> _Action item_
Locate every line in the records below that contains the word "Option", and copy each one.

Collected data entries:
____________________

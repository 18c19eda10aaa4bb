//! Error types
//!
//! Each layer has its own error enum. They all convert into [`Error`], which
//! is what session and server code propagates with `?`.

use std::fmt;
use std::io;

/// Crate-wide result alias
pub type Result<T> = std::result::Result<T, Error>;

/// Top-level error
#[derive(Debug)]
pub enum Error {
    /// Socket I/O failure
    Io(io::Error),
    /// Chunk stream violation; the session is torn down
    Protocol(ProtocolError),
    /// AMF0 payload could not be decoded
    Amf(AmfError),
    /// Audio/video descriptor could not be parsed
    Media(MediaError),
    /// Stream registry refused the operation
    Registry(crate::registry::RegistryError),
    /// Peer closed the connection
    ConnectionClosed,
    /// No data within the configured read timeout
    Timeout,
}

impl fmt::Display for Error {
    fn fmt(&self, f: &mut fmt::Formatter<'_>) -> fmt::Result {
        match self {
            Error::Io(e) => write!(f, "I/O error: {}", e),
            Error::Protocol(e) => write!(f, "protocol error: {}", e),
            Error::Amf(e) => write!(f, "AMF error: {}", e),
            Error::Media(e) => write!(f, "media error: {}", e),
            Error::Registry(e) => write!(f, "registry error: {}", e),
            Error::ConnectionClosed => write!(f, "connection closed"),
            Error::Timeout => write!(f, "timed out"),
        }
    }
}

impl std::error::Error for Error {
    fn source(&self) -> Option<&(dyn std::error::Error + 'static)> {
        match self {
            Error::Io(e) => Some(e),
            Error::Protocol(e) => Some(e),
            Error::Amf(e) => Some(e),
            Error::Media(e) => Some(e),
            Error::Registry(e) => Some(e),
            _ => None,
        }
    }
}

impl From<io::Error> for Error {
    fn from(e: io::Error) -> Self {
        Error::Io(e)
    }
}

impl From<ProtocolError> for Error {
    fn from(e: ProtocolError) -> Self {
        Error::Protocol(e)
    }
}

impl From<AmfError> for Error {
    fn from(e: AmfError) -> Self {
        Error::Amf(e)
    }
}

impl From<MediaError> for Error {
    fn from(e: MediaError) -> Self {
        Error::Media(e)
    }
}

impl From<crate::registry::RegistryError> for Error {
    fn from(e: crate::registry::RegistryError) -> Self {
        Error::Registry(e)
    }
}

/// Chunk stream errors
#[derive(Debug, Clone, PartialEq, Eq)]
pub enum ProtocolError {
    /// Message type id above the highest known type
    InvalidMessageType(u8),
    /// Peer announced a chunk size of zero
    InvalidChunkSize(u32),
}

impl fmt::Display for ProtocolError {
    fn fmt(&self, f: &mut fmt::Formatter<'_>) -> fmt::Result {
        match self {
            ProtocolError::InvalidMessageType(t) => write!(f, "invalid message type {}", t),
            ProtocolError::InvalidChunkSize(s) => write!(f, "invalid chunk size {}", s),
        }
    }
}

impl std::error::Error for ProtocolError {}

/// AMF0 decode errors
#[derive(Debug, Clone, PartialEq, Eq)]
pub enum AmfError {
    UnexpectedEof,
    InvalidUtf8,
    InvalidObjectEnd,
    InvalidReference(u16),
    NestingTooDeep,
    UnknownMarker(u8),
    /// Command payload does not start with a string
    MissingCommandName,
}

impl fmt::Display for AmfError {
    fn fmt(&self, f: &mut fmt::Formatter<'_>) -> fmt::Result {
        match self {
            AmfError::UnexpectedEof => write!(f, "unexpected end of AMF data"),
            AmfError::InvalidUtf8 => write!(f, "invalid UTF-8 in AMF string"),
            AmfError::InvalidObjectEnd => write!(f, "missing AMF object end marker"),
            AmfError::InvalidReference(i) => write!(f, "invalid AMF reference {}", i),
            AmfError::NestingTooDeep => write!(f, "AMF nesting too deep"),
            AmfError::UnknownMarker(m) => write!(f, "unknown AMF0 marker 0x{:02x}", m),
            AmfError::MissingCommandName => write!(f, "command name missing"),
        }
    }
}

impl std::error::Error for AmfError {}

/// Media descriptor errors
#[derive(Debug, Clone, PartialEq, Eq)]
pub enum MediaError {
    InvalidAacPacket,
    InvalidAvcPacket,
    InvalidHevcPacket,
    /// SPS ran out of bits before the picture size fields
    TruncatedSps,
}

impl fmt::Display for MediaError {
    fn fmt(&self, f: &mut fmt::Formatter<'_>) -> fmt::Result {
        match self {
            MediaError::InvalidAacPacket => write!(f, "invalid AAC sequence header"),
            MediaError::InvalidAvcPacket => write!(f, "invalid AVC sequence header"),
            MediaError::InvalidHevcPacket => write!(f, "invalid HEVC sequence header"),
            MediaError::TruncatedSps => write!(f, "truncated SPS"),
        }
    }
}

impl std::error::Error for MediaError {}
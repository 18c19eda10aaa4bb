//! H.264/AVC sequence header parsing
//!
//! AVC Video Packet Structure:
//! ```text
//! +----------+----------+-----------------+
//! |FrameType | CodecID  | AVCPacketType   | CompositionTime | Data
//! | (4 bits) | (4 bits) | (1 byte)        | (3 bytes, SI24) |
//! +----------+----------+-----------------+
//! ```
//!
//! AVCDecoderConfigurationRecord (sequence header):
//! ```text
//! configurationVersion (1) | AVCProfileIndication (1) | profile_compatibility (1)
//! | AVCLevelIndication (1) | lengthSizeMinusOne (1, lower 2 bits)
//! | numOfSPS (1, lower 5 bits) | { spsLength (2) | spsNALUnit }*
//! | numOfPPS (1) | { ppsLength (2) | ppsNALUnit }*
//! ```

use bytes::{Buf, Bytes};

use super::bits::{nal_to_rbsp, BitReader};
use crate::error::{MediaError, Result};

/// AVC packet type
#[derive(Debug, Clone, Copy, PartialEq, Eq)]
pub enum AvcPacketType {
    /// Sequence header (AVCDecoderConfigurationRecord)
    SequenceHeader = 0,
    /// NAL units
    Nalu = 1,
    /// End of sequence
    EndOfSequence = 2,
}

impl AvcPacketType {
    pub fn from_byte(b: u8) -> Option<Self> {
        match b {
            0 => Some(AvcPacketType::SequenceHeader),
            1 => Some(AvcPacketType::Nalu),
            2 => Some(AvcPacketType::EndOfSequence),
            _ => None,
        }
    }
}

/// Offset of the decoder configuration record inside an FLV video tag
pub const AVC_CONFIG_OFFSET: usize = 5;

/// AVC decoder configuration (from sequence header)
#[derive(Debug, Clone)]
pub struct AvcConfig {
    /// AVC profile (66=Baseline, 77=Main, 100=High, etc.)
    pub profile: u8,
    pub compatibility: u8,
    /// AVC level (e.g., 31 = 3.1)
    pub level: u8,
    pub nalu_length_size: u8,
    pub sps: Vec<Bytes>,
    pub pps: Vec<Bytes>,
}

impl AvcConfig {
    /// Parse from AVCDecoderConfigurationRecord
    pub fn parse(mut data: Bytes) -> Result<Self> {
        if data.len() < 6 {
            return Err(MediaError::InvalidAvcPacket.into());
        }

        let version = data.get_u8();
        if version != 1 {
            return Err(MediaError::InvalidAvcPacket.into());
        }

        let profile = data.get_u8();
        let compatibility = data.get_u8();
        let level = data.get_u8();
        let nalu_length_size = (data.get_u8() & 0x03) + 1;

        let num_sps = (data.get_u8() & 0x1F) as usize;
        let sps = read_parameter_sets(&mut data, num_sps)?;

        // Some encoders stop after the SPS list
        let pps = if data.has_remaining() {
            let num_pps = data.get_u8() as usize;
            read_parameter_sets(&mut data, num_pps)?
        } else {
            Vec::new()
        };

        Ok(AvcConfig {
            profile,
            compatibility,
            level,
            nalu_length_size,
            sps,
            pps,
        })
    }
}

fn read_parameter_sets(data: &mut Bytes, count: usize) -> Result<Vec<Bytes>> {
    let mut sets = Vec::with_capacity(count);
    for _ in 0..count {
        if data.remaining() < 2 {
            return Err(MediaError::InvalidAvcPacket.into());
        }
        let len = data.get_u16() as usize;
        if data.remaining() < len {
            return Err(MediaError::InvalidAvcPacket.into());
        }
        sets.push(data.copy_to_bytes(len));
    }
    Ok(sets)
}

/// Sequence parameter set fields needed for stream reporting
#[derive(Debug, Clone, PartialEq, Eq)]
pub struct Sps {
    pub profile_idc: u8,
    pub constraint_flags: u8,
    pub level_idc: u8,
    pub width: u32,
    pub height: u32,
}

const HIGH_PROFILES: [u8; 13] = [100, 110, 122, 244, 44, 83, 86, 118, 128, 138, 139, 134, 135];

impl Sps {
    /// Parse a SPS NAL unit, header byte included
    pub fn parse(nal: &[u8]) -> Result<Self> {
        if nal.len() < 4 {
            return Err(MediaError::TruncatedSps.into());
        }
        let rbsp = nal_to_rbsp(&nal[1..]);
        let mut r = BitReader::new(&rbsp);
        Self::parse_rbsp(&mut r).ok_or_else(|| MediaError::TruncatedSps.into())
    }

    fn parse_rbsp(r: &mut BitReader<'_>) -> Option<Self> {
        let profile_idc = r.read_bits(8)? as u8;
        let constraint_flags = r.read_bits(8)? as u8;
        let level_idc = r.read_bits(8)? as u8;
        let _sps_id = r.read_ue()?;

        if HIGH_PROFILES.contains(&profile_idc) {
            let chroma_format_idc = r.read_ue()?;
            if chroma_format_idc == 3 {
                r.skip_bits(1)?;
            }
            let _bit_depth_luma = r.read_ue()?;
            let _bit_depth_chroma = r.read_ue()?;
            // qpprime_y_zero_transform_bypass_flag
            r.skip_bits(1)?;
            if r.read_flag()? {
                let count = if chroma_format_idc != 3 { 8 } else { 12 };
                for i in 0..count {
                    if r.read_flag()? {
                        skip_scaling_list(r, if i < 6 { 16 } else { 64 })?;
                    }
                }
            }
        }

        let _log2_max_frame_num = r.read_ue()?;
        match r.read_ue()? {
            0 => {
                let _log2_max_poc_lsb = r.read_ue()?;
            }
            1 => {
                r.skip_bits(1)?;
                r.read_se()?;
                r.read_se()?;
                let cycle = r.read_ue()?;
                if cycle > 255 {
                    return None;
                }
                for _ in 0..cycle {
                    r.read_se()?;
                }
            }
            _ => {}
        }

        let _max_num_ref_frames = r.read_ue()?;
        r.skip_bits(1)?;
        let width_in_mbs = r.read_ue()?.saturating_add(1);
        let height_in_map_units = r.read_ue()?.saturating_add(1);
        let frame_mbs_only = r.read_flag()?;
        if !frame_mbs_only {
            // mb_adaptive_frame_field_flag
            r.skip_bits(1)?;
        }
        // direct_8x8_inference_flag
        r.skip_bits(1)?;

        let (mut crop_left, mut crop_right, mut crop_top, mut crop_bottom) = (0u32, 0u32, 0u32, 0u32);
        if r.read_flag()? {
            crop_left = r.read_ue()?;
            crop_right = r.read_ue()?;
            crop_top = r.read_ue()?;
            crop_bottom = r.read_ue()?;
        }

        let field_factor: u32 = if frame_mbs_only { 1 } else { 2 };
        let width = width_in_mbs
            .saturating_mul(16)
            .saturating_sub(crop_left.saturating_add(crop_right).saturating_mul(2));
        let height = height_in_map_units
            .saturating_mul(16 * field_factor)
            .saturating_sub(crop_top.saturating_add(crop_bottom).saturating_mul(2));

        Some(Sps {
            profile_idc,
            constraint_flags,
            level_idc,
            width,
            height,
        })
    }
}

fn skip_scaling_list(r: &mut BitReader<'_>, size: usize) -> Option<()> {
    let mut last_scale = 8i32;
    let mut next_scale = 8i32;
    for _ in 0..size {
        if next_scale != 0 {
            let delta_scale = r.read_se()?;
            next_scale = (last_scale + delta_scale + 256) % 256;
        }
        if next_scale != 0 {
            last_scale = next_scale;
        }
    }
    Some(())
}

pub fn profile_name(profile_idc: u8) -> &'static str {
    match profile_idc {
        66 => "Baseline",
        77 => "Main",
        88 => "Extended",
        100 => "High",
        110 => "High 10",
        122 => "High 4:2:2",
        244 => "High 4:4:4",
        _ => "",
    }
}

/// What a video sequence header tells us about the stream
#[derive(Debug, Clone, PartialEq)]
pub struct VideoDescriptor {
    pub profile_name: &'static str,
    pub level: f64,
    pub width: u32,
    pub height: u32,
}

/// Describe an H.264 sequence header tag
///
/// Width and height come from the first SPS; they stay zero if the record
/// has none.
pub fn describe_sequence_header(tag: &Bytes) -> Result<VideoDescriptor> {
    if tag.len() <= AVC_CONFIG_OFFSET {
        return Err(MediaError::InvalidAvcPacket.into());
    }
    let config = AvcConfig::parse(tag.slice(AVC_CONFIG_OFFSET..))?;

    let mut descriptor = VideoDescriptor {
        profile_name: profile_name(config.profile),
        level: f64::from(config.level) / 10.0,
        width: 0,
        height: 0,
    };
    if let Some(nal) = config.sps.first() {
        let sps = Sps::parse(nal)?;
        descriptor.profile_name = profile_name(sps.profile_idc);
        descriptor.level = f64::from(sps.level_idc) / 10.0;
        descriptor.width = sps.width;
        descriptor.height = sps.height;
    }
    Ok(descriptor)
}

#[cfg(test)]
mod tests {
    use super::*;

    const SPS_BASELINE_720P: &[u8] = &[0x67, 0x42, 0xC0, 0x1F, 0xDA, 0x01, 0x40, 0x16, 0xE8];
    const SPS_HIGH_1080P: &[u8] = &[
        0x67, 0x64, 0x00, 0x28, 0xAD, 0x84, 0x3F, 0xFF, 0x82, 0x11, 0x50, 0xA9, 0x99, 0x94, 0x07,
        0x80, 0x22, 0x7E, 0x54,
    ];
    const SPS_MAIN_INTERLACED: &[u8] = &[0x67, 0x4D, 0x40, 0x1E, 0xEC, 0x80, 0x5A, 0x12, 0x64];

    fn sequence_header_tag(sps: &[u8]) -> Bytes {
        let mut tag = vec![0x17, 0x00, 0x00, 0x00, 0x00];
        tag.extend_from_slice(&[0x01, sps[1], sps[2], sps[3], 0xFF, 0xE1]);
        tag.extend_from_slice(&(sps.len() as u16).to_be_bytes());
        tag.extend_from_slice(sps);
        tag.extend_from_slice(&[0x01, 0x00, 0x04, 0x68, 0xCE, 0x3C, 0x80]);
        Bytes::from(tag)
    }

    #[test]
    fn test_avc_config_parse() {
        let tag = sequence_header_tag(SPS_BASELINE_720P);
        let config = AvcConfig::parse(tag.slice(AVC_CONFIG_OFFSET..)).unwrap();
        assert_eq!(config.profile, 66);
        assert_eq!(config.level, 31);
        assert_eq!(config.nalu_length_size, 4);
        assert_eq!(config.sps.len(), 1);
        assert_eq!(config.pps.len(), 1);
        assert_eq!(&config.pps[0][..], &[0x68, 0xCE, 0x3C, 0x80]);
    }

    #[test]
    fn test_avc_config_rejects_bad_version_and_truncation() {
        assert!(AvcConfig::parse(Bytes::from_static(&[0x02, 0x42, 0, 0x1F, 0xFF, 0xE0])).is_err());
        assert!(AvcConfig::parse(Bytes::from_static(&[0x01, 0x42, 0, 0x1F, 0xFF, 0xE1, 0x00])).is_err());
        assert!(AvcConfig::parse(Bytes::from_static(&[0x01, 0x42])).is_err());
    }

    #[test]
    fn test_sps_baseline() {
        let sps = Sps::parse(SPS_BASELINE_720P).unwrap();
        assert_eq!(sps.profile_idc, 66);
        assert_eq!(sps.level_idc, 31);
        assert_eq!((sps.width, sps.height), (1280, 720));
    }

    #[test]
    fn test_sps_high_with_scaling_lists_and_cropping() {
        let sps = Sps::parse(SPS_HIGH_1080P).unwrap();
        assert_eq!(sps.profile_idc, 100);
        assert_eq!((sps.width, sps.height), (1920, 1080));
    }

    #[test]
    fn test_sps_field_coding_doubles_height() {
        let sps = Sps::parse(SPS_MAIN_INTERLACED).unwrap();
        assert_eq!((sps.width, sps.height), (720, 576));
    }

    #[test]
    fn test_sps_truncated() {
        assert!(Sps::parse(&SPS_HIGH_1080P[..8]).is_err());
    }

    #[test]
    fn test_describe_sequence_header() {
        let info = describe_sequence_header(&sequence_header_tag(SPS_HIGH_1080P)).unwrap();
        assert_eq!(info.profile_name, "High");
        assert_eq!(info.level, 4.0);
        assert_eq!((info.width, info.height), (1920, 1080));

        let info = describe_sequence_header(&sequence_header_tag(SPS_BASELINE_720P)).unwrap();
        assert_eq!(info.profile_name, "Baseline");
        assert!((info.level - 3.1).abs() < 1e-9);
    }

    #[test]
    fn test_profile_names() {
        assert_eq!(profile_name(77), "Main");
        assert_eq!(profile_name(244), "High 4:4:4");
        assert_eq!(profile_name(1), "");
    }
}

____________________

> _Answer to the problem_
    fn source(&self) -> Option<&(dyn std::error::Error + 'static)> {
    pub fn from_byte(b: u8) -> Option<Self> {
    fn parse_rbsp(r: &mut BitReader<'_>) -> Option<Self> {
fn skip_scaling_list(r: &mut BitReader<'_>, size: usize) -> Option<()> {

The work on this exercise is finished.